Her gun armament in 1647 was 32 guns, but by 1652 she was armed with 38 guns. In 1666, her armament was 42 (wartime)/32 (peacetime) and consisted of twelve culverins and ten demi-culverines on the lower deck, and ten more demi-culverins and ten sakers on the upper deck. Her manning was 150 personnel in 1652 and rose to 160 a year later. By 1660 her manning had dropped to 130 personnel.

==Commissioned service==
===Service in the English Civil War and Commonwealth Navy===
She was commissioned into the Parliamentary Naval Force in 1648 under the command of Captain Jonas Reeves.

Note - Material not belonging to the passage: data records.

//! Semantic Versioning 2.0.0 version value type
//!
//! This crate provides a lenient version parser, normalized rendering,
//! SemVer precedence ordering and serde support for a single `Version` type.
//!
//! ```
//! use pox_version::Version;
//!
//! let release = Version::parse("1.0.0");
//! let alpha = Version::parse("1.0.0-alpha.1+build.5");
//!
//! assert!(release > alpha);
//! assert_eq!(alpha.to_string(), "1.0.0-alpha.1+build.5");
//! assert_eq!(Version::parse("Hello"), Version::new(0, 0, 0));
//! ```

mod comparator;
mod semver;
mod serialization;
mod version;
mod version_parser;

pub use comparator::Comparator;
pub use semver::Semver;
pub use version::Version;
pub use version_parser::{VersionParser, VersionParserError};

She was at the recapture of the 14-gun Crescent in November 1648. The following year she participated in the blockade of Kinsale, Ireland in 1649. She sailed with Robert Blake's Fleet off Cadiz in 1650. She followed this with operations in the English Channel in 1651. After being incorporated into the Commonwealth Navy, she sailed with Badiley's Squadron to the Mediterranean in 1652. On 28 August 1652, she was at the Battle of Elba (Montecristo), a Dutch victory with the squadron seeking shelter at Elba. She was at the action off Leghorn on 4 March 1653. Later in 1653, she was under command of Captain Christopher Myngs back in home waters. She was in the Sound during the winter of 1653/54. In 1656, she was under command of Captain Robert Coleman. In 1659, she was under Captain John Grimsditch for operations in the Sound.

===Service after the Restoration May 1660===
In June 1660, still under Captain Grimsditch, she carried out operations in the Straits. On 1 May 1664, she was under Captain Edward Nixon until his death on 17 May 1665. On 18 May 1665, she was under command of Captain Robert Robinson at Tangier. She captured a Dutch merchantman in the English Channel. On 9 April 1666, she was under Captain Charles Talbot for a convoy to Lisbon. She returned in May 1666. She was a member of Blue Squadron, Van Division at the St James Day Fight on 25 July 1666. On 19 August 1666, she came under command of Captain John Lightfoot for convoy duty off Virginia.

==Loss==
Elizabeth was burnt in action with four warships of the Dutch off Jamestown, Virginia in the Penobscot River on 5 June 1667. The Dutch boarded and burnt her, and also burnt or captured some eighteen merchant vessels also moored in the river awaiting being formed into a convoy. Captain Lightfoot was court-martialled and found guilty of negligence; he was imprisoned for one year and dismissed from the service, although he continued to serve in the early 1670s before disappearing in records.